Bright Lights Film Journal

Monk After Five Years: Still funny, still no queers

“Well, you know, we only go round once in this life.”
“If only I could be sure of that.”

And so it goes with Adrian Monk, some-time detective and full-time obsessive-compulsive, prince of the hand-washers and king of the hypochondriacs. Because what hope do we have in this germ-laden, four-dimensional ball (or is it a torus?) of agony, entropy, and unnamable waste and decay that we call the universe other than the reasonably firm conviction that we will someday be done with it? Take away the prospect of quietus and exasperation turns to nightmare, frustration turns to despair, and irritation slides to madness.

Yet somehow Monk (Tony Shalhoub) soldiers on, sustained by his adorable, wise-cracking assistant, Natalie (Traylor Howard),[1] who is surely better than he deserves, and Dr. Kroger (Stanley Kamel), the soft, even tiny, voice of reason patiently contending with the relentless cacophony of unreason that forever roars from the depths of the human soul.

I still miss the acoustic guitar theme that opened Monk for the first season, which occasionally reappears on the soundtrack, and I also miss Adrian’s first assistant, Sharona (Bitty Schram),[2] unceremoniously dumped in the middle of the third season when she had the temerity to demand a raise. But life, after all, goes on, and Natalie is pretty cute, after all, and she is here, while Sharona isn’t.
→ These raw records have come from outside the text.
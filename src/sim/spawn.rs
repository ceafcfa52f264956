//! Procedural spawning
//!
//! Obstacles arrive on a score-tightened timer behind a live-count cap;
//! bonuses arrive on a fixed timer with best-effort collision-free placement.
//! All randomness flows through the engine's seeded RNG stream.

use glam::Vec2;
use rand::Rng;
use rand_pcg::Pcg32;

use super::collision::aabb_overlap;
use super::state::{Bonus, GameState, Obstacle, ObstacleBody, ObstacleKind, BONUS_KINDS};
use crate::config::EngineConfig;

/// Kind weights for the obstacle draw: asteroid heaviest, comet lightest
const COMET_WEIGHT: f32 = 0.15;
const ASTEROID_WEIGHT: f32 = 0.40;
const DRONE_WEIGHT: f32 = 0.25;

/// Kind-specific spawn geometry
const COMET_SIZE: (f32, f32) = (35.0, 35.0);
const ASTEROID_SIZE: (f32, f32) = (50.0, 50.0);
const DRONE_SIZE: (f32, f32) = (45.0, 25.0);
const WALL_WIDTH: f32 = 70.0;
const WALL_GAP_MIN: f32 = 180.0;
const WALL_GAP_MAX: f32 = 220.0;
/// Neither wall segment may shrink below this
const WALL_MIN_SEGMENT: f32 = 80.0;

/// Current obstacle spawn interval; tightens linearly with score down to a floor
pub fn obstacle_interval_ms(config: &EngineConfig, score: u32) -> f32 {
    (config.obstacle_interval_base_ms - config.obstacle_interval_per_score_ms * score as f32)
        .max(config.obstacle_interval_floor_ms)
}

fn draw_kind(rng: &mut Pcg32) -> ObstacleKind {
    let roll: f32 = rng.random();
    if roll < COMET_WEIGHT {
        ObstacleKind::Comet
    } else if roll < COMET_WEIGHT + ASTEROID_WEIGHT {
        ObstacleKind::Asteroid
    } else if roll < COMET_WEIGHT + ASTEROID_WEIGHT + DRONE_WEIGHT {
        ObstacleKind::Drone
    } else {
        ObstacleKind::Wall
    }
}

/// Spawn one obstacle of a weighted-random kind with kind-specific geometry.
/// The caller enforces the live-obstacle cap.
pub fn spawn_obstacle(state: &mut GameState, config: &EngineConfig, rng: &mut Pcg32) {
    let (w, h) = (config.screen_width, config.screen_height);
    let id = state.next_entity_id();

    let obstacle = match draw_kind(rng) {
        ObstacleKind::Comet => Obstacle {
            id,
            // Streaks in from above at a random column
            pos: Vec2::new(rng.random_range(0.0..w - 100.0), -100.0),
            width: COMET_SIZE.0,
            height: COMET_SIZE.1,
            passed: false,
            body: ObstacleBody::Comet,
        },
        ObstacleKind::Asteroid => Obstacle {
            id,
            pos: Vec2::new(w, rng.random_range(50.0..h - 100.0)),
            width: ASTEROID_SIZE.0,
            height: ASTEROID_SIZE.1,
            passed: false,
            body: ObstacleBody::Asteroid,
        },
        ObstacleKind::Drone => {
            let start_y = rng.random_range(50.0..h - 50.0);
            Obstacle {
                id,
                pos: Vec2::new(w, start_y),
                width: DRONE_SIZE.0,
                height: DRONE_SIZE.1,
                passed: false,
                // Patrol anchors march left of the spawn column; the last
                // one sits past the screen edge so the loop exits stage left
                body: ObstacleBody::Drone {
                    waypoints: [
                        Vec2::new(w - 200.0, start_y),
                        Vec2::new(w - 400.0, start_y + 60.0),
                        Vec2::new(w - 600.0, start_y - 40.0),
                    ],
                    target: 0,
                },
            }
        }
        ObstacleKind::Wall => {
            let gap = rng.random_range(WALL_GAP_MIN..WALL_GAP_MAX);
            let top_height = rng.random_range(WALL_MIN_SEGMENT..h - gap);
            Obstacle {
                id,
                pos: Vec2::new(w, 0.0),
                width: WALL_WIDTH,
                height: top_height,
                passed: false,
                body: ObstacleBody::Wall { gap },
            }
        }
    };

    state.obstacles.push(obstacle);
}

/// Probe square vs every live obstacle AABB
fn position_occupied(state: &GameState, pos: Vec2, size: f32) -> bool {
    state.obstacles.iter().any(|o| {
        aabb_overlap(
            pos.x, pos.y, size, size, o.pos.x, o.pos.y, o.width, o.height,
        )
    })
}

/// Spawn one bonus of a uniform-random kind at a collision-free position.
///
/// Best-effort: a bounded number of placements is tried, and the spawn is
/// silently skipped when the screen is too crowded.
pub fn spawn_bonus(state: &mut GameState, config: &EngineConfig, rng: &mut Pcg32) {
    let kind = BONUS_KINDS[rng.random_range(0..BONUS_KINDS.len())];

    for _ in 0..config.bonus_placement_attempts {
        let pos = Vec2::new(
            config.screen_width,
            rng.random_range(0.0..config.screen_height - 50.0),
        );
        if !position_occupied(state, pos, config.bonus_size) {
            let id = state.next_entity_id();
            state.bonuses.push(Bonus {
                id,
                pos,
                kind,
                collected: false,
            });
            return;
        }
    }

    log::debug!("bonus spawn skipped, no free slot for {kind:?}");
}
I wrote a rave of the first three years of Monk here, noting with some amusement that, though the show is set in San Francisco,[3] not a single gay character had appeared on the show. Remarkably, that record is still intact. Even more striking, there is a “special” episode, “Mr. Monk and the Leper,” where Adrian has to take the hand of a leper not to save the leper’s life, but his own. Big step! It’s not too hard to imagine that the script was originally written as involving AIDS. But I guess some things are still just too controversial, even for cable. Well, never mind. It’s still a damn funny show!

[1] Sample dialogue, whilst Adrian and Natalie are investigating a murder that took place in a girls’ locker room:
Natalie: What’s the matter, afraid of cooties?
Monk: The cootie theory has never been disproven.
[2] Natalie’s a bit more verbal than Sharona, who tended to rely pretty heavily on her bust and her short skirts to make an impression.
[3] As a matter of fact, the last time I was in San Francisco I didn’t see any gays, at least none that were obvious. However, Bloomingdale’s has a huge, six-floor store entirely dedicated to “men’s furnishings” just off Union Square, which I regard as a dead giveaway. I don’t think there are six floors of “men’s furnishings” in all of DC.